B.    WHAT CONSTITUTES SUFFICIENT DISCLOSURE FOR AEIs

One of the major hassles towards accepting AEIs as patent worthy is based on a presumption that these patent applications are incapable of properly and fully disclosing technical constructs, for larger part of invention building happens within deep layers of intelligent machine, not exactly known to any human. Therefore, whatever is submitted in the name of complete disclosure will always be deficit of pertinent information that makes the invention reproducible.

However, there still exists an invaluable portion of disclosure that has merits owing to human contribution of intellectual nature that goes beyond the provision of a mere abstract idea, as discussed earlier. Important highlight of human contribution begins right from providing insights on training data used for building training models (AKA “pre-trained model,” “learned model,” etc.) to defining weighted parameters and determining implementation detailed of algorithm to obtain a trained model.

So, let’s explore in which all ways sufficiently detailed disclosure allows a reproduction of the intended technical solution[46]. It will also help in gaining an ancillary understanding- if the disclosure around machine contribution can stay a bit compromised, and yet fulfil foundational requirements of patent obtainment process. So, contributions and disclosures by relevant stakeholders, especially data scientist and programmers, in invention building process requires consideration at granular level before awarding inventorship or other moral rights in a patent application[47].

a)    Data Scientist: Since data is a primary feed or raw material for an AI algorithm to function and produce an actionable output, role of data scientist becomes eminent. Their valuable contribution, therefore, needs a critical evaluation.  In case of intelligent data mining, a data scientist is primarily tasked with formalizing of technical problem, curation of structured/unstructured data that eventually assists AI scientist in selecting the fundamental blocks- methods, algorithms, architecture, NN topology, etc. to be used[48]. The real-world data is messy and often needs to be normalized, transformed, have outliers removed, or otherwise processed so that the AI model can produce useful, concrete, and tangible results. In order to do so, the data scientist can either use known techniques from a library or software tool or develop proprietary algorithms that may be adapted to the context of technical problem, such as designing specific classification algorithms. Right from input data preparation and its quality ranking[49] – how is data gathered, pre-processed, handled, or parsed upon use by the AI model constitutes measurable parameters for generating a useful invention.

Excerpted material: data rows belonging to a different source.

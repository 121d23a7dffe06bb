//! Prize exchange: a one-way `not-exchanged -> exchanged` transition per
//! (user, prize). Balance check, debit and exchange record all live in
//! one transaction keyed on the composite primary key, so a debit can
//! never land without its record and a prize can never be bought twice.

use sea_orm::{DbErr, IntoActiveModel};
use sea_orm::sea_query::OnConflict;

use crate::{entity::prize_exchange, prelude::*, sv::ledger};

#[derive(Debug, Clone, Copy)]
pub struct PrizeDef {
  pub id: i32,
  pub name: &'static str,
  pub cost: i64,
  pub description: &'static str,
  pub bot_url: &'static str,
}

/// Fixed campaign catalog; not configurable at runtime.
pub const CATALOG: [PrizeDef; 2] = [
  PrizeDef {
    id: 1,
    name: "Найди свой путь: практикум по поиску призвания",
    cost: 600,
    description: "Пошаговая система для тех, кто хочет понять свои цели, \
                  найти дело по душе и перестать сомневаться в своём выборе.",
    bot_url: "https://salebot.site/talentsy_ref1_1",
  },
  PrizeDef {
    id: 2,
    name: "Практикум «Путь к уверенности»",
    cost: 600,
    description: "Пошаговая система для тех, кто устал сомневаться в себе, \
                  хочет обрести уверенность и повысить самооценку.",
    bot_url: "https://salebot.site/talensy_ref2_1",
  },
];

pub fn find(prize_id: i32) -> Option<&'static PrizeDef> {
  CATALOG.iter().find(|prize| prize.id == prize_id)
}

#[derive(Debug, Clone, PartialEq)]
pub enum ExchangeOutcome {
  Exchanged(prize_exchange::Model),
  AlreadyExchanged(prize_exchange::Model),
}

impl ExchangeOutcome {
  pub fn record(&self) -> &prize_exchange::Model {
    match self {
      Self::Exchanged(record) | Self::AlreadyExchanged(record) => record,
    }
  }
}

pub struct Prize<'a> {
  db: &'a DatabaseConnection,
}

impl<'a> Prize<'a> {
  pub fn new(db: &'a DatabaseConnection) -> Self {
    Self { db }
  }

  pub async fn exchange(
    &self,
    tg_user_id: i64,
    prize_id: i32,
  ) -> Result<ExchangeOutcome> {
    let prize = find(prize_id).ok_or(Error::UnknownPrize)?;

    let txn = self.db.begin().await?;

    // terminal state short-circuits before any balance check
    if let Some(existing) =
      prize_exchange::Entity::find_by_id((tg_user_id, prize_id))
        .one(&txn)
        .await?
    {
      return Ok(ExchangeOutcome::AlreadyExchanged(existing));
    }

    ledger::debit_on(&txn, tg_user_id, prize.cost).await?;

    let record = prize_exchange::Model {
      tg_user_id,
      prize_id,
      prize_name: prize.name.to_string(),
      points_spent: prize.cost,
      bot_url: prize.bot_url.to_string(),
      created_at: Utc::now().naive_utc(),
    };

    let res = prize_exchange::Entity::insert(record.clone().into_active_model())
      .on_conflict(
        OnConflict::columns([
          prize_exchange::Column::TgUserId,
          prize_exchange::Column::PrizeId,
        ])
        .do_nothing()
        .to_owned(),
      )
      .exec(&txn)
      .await;

    match res {
      Ok(_) => {
        txn.commit().await?;
        info!(tg_user_id, prize_id, cost = prize.cost, "prize exchanged");
        Ok(ExchangeOutcome::Exchanged(record))
      }
      // lost a race: drop the transaction so the debit never lands
      Err(DbErr::RecordNotInserted) => {
        drop(txn);
        let existing = prize_exchange::Entity::find_by_id((tg_user_id, prize_id))
          .one(self.db)
          .await?
          .ok_or_else(|| {
            Error::Internal("conflicting exchange vanished".into())
          })?;
        Ok(ExchangeOutcome::AlreadyExchanged(existing))
      }
      Err(err) => Err(err.into()),
    }
  }

  pub async fn of_user(
    &self,
    tg_user_id: i64,
  ) -> Result<Vec<prize_exchange::Model>> {
    let rows = prize_exchange::Entity::find()
      .filter(prize_exchange::Column::TgUserId.eq(tg_user_id))
      .order_by_asc(prize_exchange::Column::CreatedAt)
      .all(self.db)
      .await?;
    Ok(rows)
  }

  pub async fn total(&self) -> Result<u64> {
    Ok(prize_exchange::Entity::find().count(self.db).await?)
  }

  /// Admin escape hatch: delete the exchange and return the points.
  pub async fn refund(&self, tg_user_id: i64, prize_id: i32) -> Result<bool> {
    let txn = self.db.begin().await?;

    let Some(record) =
      prize_exchange::Entity::find_by_id((tg_user_id, prize_id))
        .one(&txn)
        .await?
    else {
      return Ok(false);
    };

    let spent = record.points_spent;
    record.into_active_model().delete(&txn).await?;
    ledger::credit_on(&txn, tg_user_id, spent).await?;

    txn.commit().await?;
    warn!(tg_user_id, prize_id, spent, "admin refunded prize exchange");
    Ok(true)
  }
}

#[cfg(test)]
mod tests {
  use super::*;
  use crate::sv::{
    Ledger,
    testing::{seed_user, setup_test_db},
  };

  #[tokio::test]
  async fn exchange_debits_and_records_once() {
    let db = setup_test_db().await;
    seed_user(&db, 1).await;
    let ledger = Ledger::new(&db);
    let sv = Prize::new(&db);

    ledger.credit(1, 600).await.unwrap();

    let outcome = sv.exchange(1, 1).await.unwrap();
    let record = match outcome {
      ExchangeOutcome::Exchanged(record) => record,
      other => panic!("expected fresh exchange, got {other:?}"),
    };
    assert_eq!(record.points_spent, 600);
    assert_eq!(ledger.balance(1).await.unwrap(), 0);

    // second attempt: no second record, no balance change, and the
    // terminal state wins over the now-insufficient balance
    let again = sv.exchange(1, 1).await.unwrap();
    assert!(matches!(again, ExchangeOutcome::AlreadyExchanged(_)));
    assert_eq!(ledger.balance(1).await.unwrap(), 0);
    assert_eq!(sv.of_user(1).await.unwrap().len(), 1);
  }

  #[tokio::test]
  async fn insufficient_balance_is_rejected_without_changes() {
    let db = setup_test_db().await;
    seed_user(&db, 1).await;
    let ledger = Ledger::new(&db);
    let sv = Prize::new(&db);

    ledger.credit(1, 599).await.unwrap();

    let err = sv.exchange(1, 1).await.unwrap_err();
    assert!(matches!(
      err,
      Error::InsufficientPoints { have: 599, need: 600 }
    ));
    assert_eq!(ledger.balance(1).await.unwrap(), 599);
    assert!(sv.of_user(1).await.unwrap().is_empty());
  }

  #[tokio::test]
  async fn distinct_prizes_are_independent() {
    let db = setup_test_db().await;
    seed_user(&db, 1).await;
    let ledger = Ledger::new(&db);
    let sv = Prize::new(&db);

    ledger.credit(1, 1200).await.unwrap();

    assert!(matches!(
      sv.exchange(1, 1).await.unwrap(),
      ExchangeOutcome::Exchanged(_)
    ));
    assert!(matches!(
      sv.exchange(1, 2).await.unwrap(),
      ExchangeOutcome::Exchanged(_)
    ));
    assert_eq!(ledger.balance(1).await.unwrap(), 0);
    assert_eq!(sv.of_user(1).await.unwrap().len(), 2);
  }

  #[tokio::test]
  async fn unknown_prize_is_rejected() {
    let db = setup_test_db().await;
    seed_user(&db, 1).await;

    assert!(matches!(
      Prize::new(&db).exchange(1, 99).await,
      Err(Error::UnknownPrize)
    ));
  }

  #[tokio::test]
  async fn refund_returns_points_and_reopens_exchange() {
    let db = setup_test_db().await;
    seed_user(&db, 1).await;
    let ledger = Ledger::new(&db);
    let sv = Prize::new(&db);

    ledger.credit(1, 600).await.unwrap();
    sv.exchange(1, 1).await.unwrap();

    assert!(sv.refund(1, 1).await.unwrap());
    assert_eq!(ledger.balance(1).await.unwrap(), 600);
    assert!(sv.of_user(1).await.unwrap().is_empty());

    assert!(!sv.refund(1, 1).await.unwrap());
  }
}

Under such situations, where the data scientist employs inventive techniques to prepare quality data of particular relevance, provides guidance to AI machine to uniquely contribute towards finally commercially valuable output in a non-obvious way, then he shall share titlehood of such invention. On the contrary, if a data scientist merely collaborates with an expert and performs an obvious step of creating training data set under directions of such expert, then it is a mere administrative activity or workshop variation of what was already known. Hence, as is prescribed in patent law, contribution by way of non-technical factors will not confer any inventorship/ownership in patent rights.

b)    Programmer/Developer: Next, the developer or programmer selects a set of mathematical models or writes an initial algorithm to process curated data and build the training model. A trained model is an algorithm based upon a mathematical function that generates optimal output based on the learned patterns in the training data. Determination of optimal architecture before the training process relies much on heuristic* methods and human know-how[50]. During the training process, training data is fed into the model, based on which the training algorithm optimizes trainable parameters to minimize loss function. Here too, choice of particular training methods requires technical know-how for which it relies on certain heuristic methods*- an approach to problem-solving relying on experience and intuition rather than a pure scientific methodology. Heuristic methods are often used due to the lack of sufficient computing power or the absence of exact methods for the solving of certain problems. Role and contribution of programmer therefore inarguably remains noteworthy, and qualifiable for patent inventorship.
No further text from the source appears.